In Vivo Two-Photon Imaging of the Retinal Readout by Visual Cortical Networks

Lay Summary

Using Imaging to Determine How the Eye and Visual Cortex Work Together to Produce Vision

Medical University of South Carolina investigators will undertake cellular imaging in laboratory animals to learn how information is transformed from the eye to the brain through neural circuits that produce vision.  The results are anticipated to enhance visual rehabilitation strategies.

After pioneering a new molecular imaging technique, the investigators recently demonstrated that visual brain circuits are highly organized.  Connections from the eye to the brain, in contrast, are unreliable. The investigators now will use this imaging technique to discover the patterns of electrical activity in the retina that get transmitted to the brain, and how this activity is sorted and filtered so that cortical areas can process the information efficiently for stable vision.  The technique involves two-photon laser scanning microscopy used to simultaneously track the activity of thousands of brain cells that have been loaded with fluorescent calcium dyes. Analogous to a dimmer switch for a light bulb, fluorescently labeled cells look brighter if they are more active. The brighter cells are those that react most actively to visual stimuli.

The investigators will monitor electrical activity in the retina while simultaneously imaging the activity of thousands of neurons in the brain.  This should reveal whether the retina sends signals to the brain at regular intervals or in short bursts to maintain balanced electrical activity. This balance prevents generation of too little electrical activity, which hinders subsequent processing of information, or too much electrical activity, which leads to a compensatory shut-down.

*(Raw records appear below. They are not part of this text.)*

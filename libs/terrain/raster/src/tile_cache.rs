// This file is part of Nitrogen.
//
// Nitrogen is free software: you can redistribute it and/or modify
// it under the terms of the GNU General Public License as published by
// the Free Software Foundation, either version 3 of the License, or
// (at your option) any later version.
//
// Nitrogen is distributed in the hope that it will be useful,
// but WITHOUT ANY WARRANTY; without even the implied warranty of
// MERCHANTABILITY or FITNESS FOR A PARTICULAR PURPOSE.  See the
// GNU General Public License for more details.
//
// You should have received a copy of the GNU General Public License
// along with Nitrogen.  If not, see <http://www.gnu.org/licenses/>.
// A directory of pre-cut tiles:
//
//   <root>/index.json
//   <root>/<level>/<y>/<x>.<extension>
//
// The index names the kind of data, the file extension, the geographic extent, and the post
// and tile sizes of every level, coarsest first. Files store their northern row
// first, as images do; tiles are flipped on load so that rows run south to north.
//
// Heights are little-endian i16 meters, optionally bzip2 compressed (extension ending in
// `.bz2`). Imagery is any format the image crate can decode, expanded to RGBA8.
use crate::{RasterBackend, RasterLevel, RasterTileIdentifier, Texel, TileLoadError, TileTexels};
use anyhow::{anyhow, bail, ensure, Result};
use bzip2::read::BzDecoder;
use fxhash::FxHashSet;
use geodesy::GeodeticExtent;
use json::JsonValue;
use log::trace;
use parking_lot::Mutex;
use std::{
    borrow::Cow,
    fs,
    io::{self, Read},
    marker::PhantomData,
    path::{Path, PathBuf},
};

pub const INDEX_FILE_NAME: &str = "index.json";

#[derive(Clone, Copy, Debug, Eq, PartialEq)]
pub enum TileCacheKind {
    Height,
    Color,
}

impl TileCacheKind {
    pub fn from_name(s: &str) -> Result<Self> {
        Ok(match s {
            "height" => Self::Height,
            "color" => Self::Color,
            _ => bail!("unknown tile cache kind: {s}"),
        })
    }

    pub fn name(&self) -> &'static str {
        match self {
            Self::Height => "height",
            Self::Color => "color",
        }
    }
}

#[derive(Clone, Debug)]
pub struct TileCacheIndex {
    name: String,
    kind: TileCacheKind,
    extension: String,
    extent: GeodeticExtent,
    levels: Vec<RasterLevel>,
}

impl TileCacheIndex {
    pub fn new(
        name: &str,
        kind: TileCacheKind,
        extension: &str,
        extent: GeodeticExtent,
        levels: Vec<RasterLevel>,
    ) -> Result<Self> {
        ensure!(!levels.is_empty(), "tile cache {name} has no levels");
        for (i, level) in levels.iter().enumerate() {
            ensure!(
                level.index() == i && *level.extent() == extent,
                "tile cache {name} level {i} does not cover the cache extent"
            );
        }
        Ok(Self {
            name: name.to_owned(),
            kind,
            extension: extension.to_owned(),
            extent,
            levels,
        })
    }

    pub fn from_json(data: &str) -> Result<Self> {
        let index = json::parse(data)?;
        let name = index["name"]
            .as_str()
            .ok_or_else(|| anyhow!("no name listed in index"))?;
        let kind = TileCacheKind::from_name(
            index["kind"]
                .as_str()
                .ok_or_else(|| anyhow!("no kind listed in index"))?,
        )?;
        let extension = index["extension"]
            .as_str()
            .ok_or_else(|| anyhow!("no extension listed in index"))?;
        let bound = |name: &str| {
            index["extent"][name]
                .as_f64()
                .ok_or_else(|| anyhow!("no extent {name} listed in index"))
        };
        let extent = GeodeticExtent::new(
            bound("west")?,
            bound("south")?,
            bound("east")?,
            bound("north")?,
        )?;
        let field = |level: &JsonValue, name: &str| {
            level[name]
                .as_i32()
                .ok_or_else(|| anyhow!("index level without {name}"))
        };
        let mut levels = Vec::new();
        for (i, level) in index["levels"].members().enumerate() {
            levels.push(RasterLevel::new(
                i,
                extent,
                field(level, "longitude_posts")?,
                field(level, "latitude_posts")?,
                field(level, "longitude_posts_per_tile")?,
                field(level, "latitude_posts_per_tile")?,
            )?);
        }
        Self::new(name, kind, extension, extent, levels)
    }

    pub fn from_directory(root: &Path) -> Result<Self> {
        let data = fs::read_to_string(root.join(INDEX_FILE_NAME))?;
        Self::from_json(&data)
    }

    pub fn as_json(&self) -> Result<JsonValue> {
        let mut obj = JsonValue::new_object();
        obj.insert::<&str>("name", &self.name)?;
        obj.insert("kind", self.kind.name())?;
        obj.insert::<&str>("extension", &self.extension)?;
        obj.insert(
            "extent",
            json::object! {
                west: self.extent.west(),
                south: self.extent.south(),
                east: self.extent.east(),
                north: self.extent.north(),
            },
        )?;
        let mut levels = JsonValue::new_array();
        for level in &self.levels {
            levels.push(json::object! {
                longitude_posts: level.longitude_posts(),
                latitude_posts: level.latitude_posts(),
                longitude_posts_per_tile: level.longitude_posts_per_tile(),
                latitude_posts_per_tile: level.latitude_posts_per_tile(),
            })?;
        }
        obj.insert("levels", levels)?;
        Ok(obj)
    }

    pub fn write(&self, root: &Path) -> Result<()> {
        fs::create_dir_all(root)?;
        fs::write(root.join(INDEX_FILE_NAME), self.as_json()?.pretty(2))?;
        Ok(())
    }

    pub fn name(&self) -> &str {
        &self.name
    }

    pub fn kind(&self) -> TileCacheKind {
        self.kind
    }

    pub fn extension(&self) -> &str {
        &self.extension
    }

    pub fn levels(&self) -> &[RasterLevel] {
        &self.levels
    }

    pub fn tile_path(&self, root: &Path, tile: &RasterTileIdentifier) -> PathBuf {
        root.join(tile.level.to_string())
            .join(tile.y.to_string())
            .join(format!("{}.{}", tile.x, self.extension))
    }
}

/// Turns the bytes of one tile file into south-first texels.
pub trait TileDecoder: Send + Sync + 'static {
    type Texel: Texel;
    const KIND: TileCacheKind;

    fn decode(data: &[u8], extension: &str, width: u32, height: u32)
        -> Result<Vec<Self::Texel>>;
}

pub struct HeightDecoder;

impl TileDecoder for HeightDecoder {
    type Texel = f32;
    const KIND: TileCacheKind = TileCacheKind::Height;

    fn decode(data: &[u8], extension: &str, width: u32, height: u32) -> Result<Vec<f32>> {
        let raw = if extension.ends_with("bz2") {
            let mut out = Vec::new();
            BzDecoder::new(data).read_to_end(&mut out)?;
            Cow::Owned(out)
        } else {
            Cow::Borrowed(data)
        };
        let (w, h) = (width as usize, height as usize);
        ensure!(
            raw.len() == w * h * 2,
            "height tile holds {} bytes, expected {}",
            raw.len(),
            w * h * 2
        );
        let mut texels = vec![0f32; w * h];
        for (i, sample) in raw.chunks_exact(2).enumerate() {
            let (row, column) = (i / w, i % w);
            texels[(h - 1 - row) * w + column] = i16::from_le_bytes([sample[0], sample[1]]) as f32;
        }
        Ok(texels)
    }
}

pub struct ImageryDecoder;

impl TileDecoder for ImageryDecoder {
    type Texel = [u8; 4];
    const KIND: TileCacheKind = TileCacheKind::Color;

    fn decode(data: &[u8], _extension: &str, width: u32, height: u32) -> Result<Vec<[u8; 4]>> {
        let image = image::load_from_memory(data)?.to_rgba8();
        ensure!(
            image.dimensions() == (width, height),
            "imagery tile is {:?}, expected {width}x{height}",
            image.dimensions()
        );
        let mut texels = Vec::with_capacity(width as usize * height as usize);
        for row in (0..height).rev() {
            for column in 0..width {
                texels.push(image.get_pixel(column, row).0);
            }
        }
        Ok(texels)
    }
}

/// Loads tiles from a tile cache directory. Tiles that are missing on disk are remembered
/// so that they are not looked for again.
pub struct TileCacheBackend<D: TileDecoder> {
    root: PathBuf,
    index: TileCacheIndex,
    missing: Mutex<FxHashSet<RasterTileIdentifier>>,
    _decoder: PhantomData<fn() -> D>,
}

pub type HeightTileCache = TileCacheBackend<HeightDecoder>;
pub type ImageryTileCache = TileCacheBackend<ImageryDecoder>;

impl<D: TileDecoder> TileCacheBackend<D> {
    pub fn open(root: &Path) -> Result<Self> {
        let index = TileCacheIndex::from_directory(root)?;
        ensure!(
            index.kind() == D::KIND,
            "tile cache {} holds {} data, not {}",
            index.name(),
            index.kind().name(),
            D::KIND.name()
        );
        Ok(Self {
            root: root.to_owned(),
            index,
            missing: Mutex::new(FxHashSet::default()),
            _decoder: PhantomData,
        })
    }

    pub fn index(&self) -> &TileCacheIndex {
        &self.index
    }

    pub fn missing_tile_count(&self) -> usize {
        self.missing.lock().len()
    }
}

impl<D: TileDecoder> RasterBackend for TileCacheBackend<D> {
    type Texel = D::Texel;

    fn name(&self) -> &str {
        self.index.name()
    }

    fn extent(&self) -> GeodeticExtent {
        self.index.extent
    }

    fn levels(&self) -> &[RasterLevel] {
        self.index.levels()
    }

    fn load_tile(
        &self,
        level: &RasterLevel,
        tile: &RasterTileIdentifier,
    ) -> Result<TileTexels<D::Texel>, TileLoadError> {
        if self.missing.lock().contains(tile) {
            return Err(TileLoadError::permanent(anyhow!(
                "tile {tile} is not in cache {}",
                self.index.name()
            )));
        }
        let path = self.index.tile_path(&self.root, tile);
        let data = match fs::read(&path) {
            Ok(data) => data,
            Err(e) if e.kind() == io::ErrorKind::NotFound => {
                trace!("tile {} not present at {}", tile, path.display());
                self.missing.lock().insert(*tile);
                return Err(TileLoadError::permanent(e));
            }
            Err(e) => return Err(TileLoadError::transient(e)),
        };
        let extent = level.tile_data_extent(tile);
        let (width, height) = (extent.width() as u32, extent.height() as u32);
        let texels = D::decode(&data, self.index.extension(), width, height)
            .map_err(|e| TileLoadError::permanent(e.context(format!("{}", path.display()))))?;
        TileTexels::new(width, height, texels).map_err(TileLoadError::permanent)
    }
}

Significance:  This research to determine how visual signals are transmitted from the eye to the brain may lead to development of improved methods of visual rehabilitation for people with eye injuries, or conditions such as amblyopia or strabismus.

Abstract

In Vivo Two-Photon Imaging of the Retinal Readout by Visual Cortical Networks

For many inherited and age-related diseases of the nervous system, current molecular and gene therapeutic approaches hold great promise for restoring function. However, injuries leading to irreversible damage of the delicate neural tissue at the earliest stage of sensory processing (e.g., in the retina at the back of the eye), require other methods to rescue function. Action potentials leaving the retina reach the brain via a series of unreliable synapses at each successive stage of the visual processing hierarchy. The rate-limiting step in finding a cure for many forms of retinal blindness is to determine exactly how to electrically stimulate the retinal axons projecting to the brain in a manner that recreates some sense of visual perception. With new ultra-high resolution molecular imaging methods, we can now track the neural activity in thousands of neurons in a functional column of the visual cortex with single-cell resolution while presenting natural or artificial stimuli to the retina.

We hypothesize that being able to monitor the neural activity at this unprecedented level of resolution in the visual cortex, while delivering natural visual or artificial electrical stimuli to the retina, will allow us to determine the exact spatio-temporal patterns of retinal ganglion cell activity that are needed to drive individual neurons in the visual cortex.

Our Specific Aims are to:
1. Determine the mechanism by which a single retinal ganglion cell's activity is encoded in a three dimensional (3D) population of neurons in the visual cortex,
2. Determine the exclusive sets of spatio-temporal retinal ganglion cell firing patterns that are most effective in driving a population of neurons in the visual cortex.

Successful determination of the rules of retino-cortical activation will necessitate that natural visual and artificial electrical stimulation of retinal ganglion cells produce the same activation dynamics within the imaged cortical region.

To accomplish these aims, we propose to use an in vivo animal model wherein an array of recording and stimulating electrodes can be placed on the retina while simultaneously imaging the visual cortex with a two-photon microscope. We will load many cortical neurons with a cell-permeant (AM-ester) form of calcium indicator. This method of loading results in a dye concentration in neuronal cell bodies which produces activity-dependent peak amplitude fluorescence changes that correlate linearly with action potential activity. Thus, calcium imaging in neuronal cell bodies will serve as an excellent surrogate for spiking activity in visual cortex.

Fifty years of neurophysiology research has provided us a reasonable idea of the computations performed in isolation at each stage of sensory processing. Our imaging proposal may lead to a new approach to studying sensory systems, in which one determines the exact firing events from one stage of processing that are actually used by neurons at subsequent stages. Thus, it may provide a more efficient assay for determining the neural code for early visual processing than simply measuring the output of retinal ganglion cells in isolation.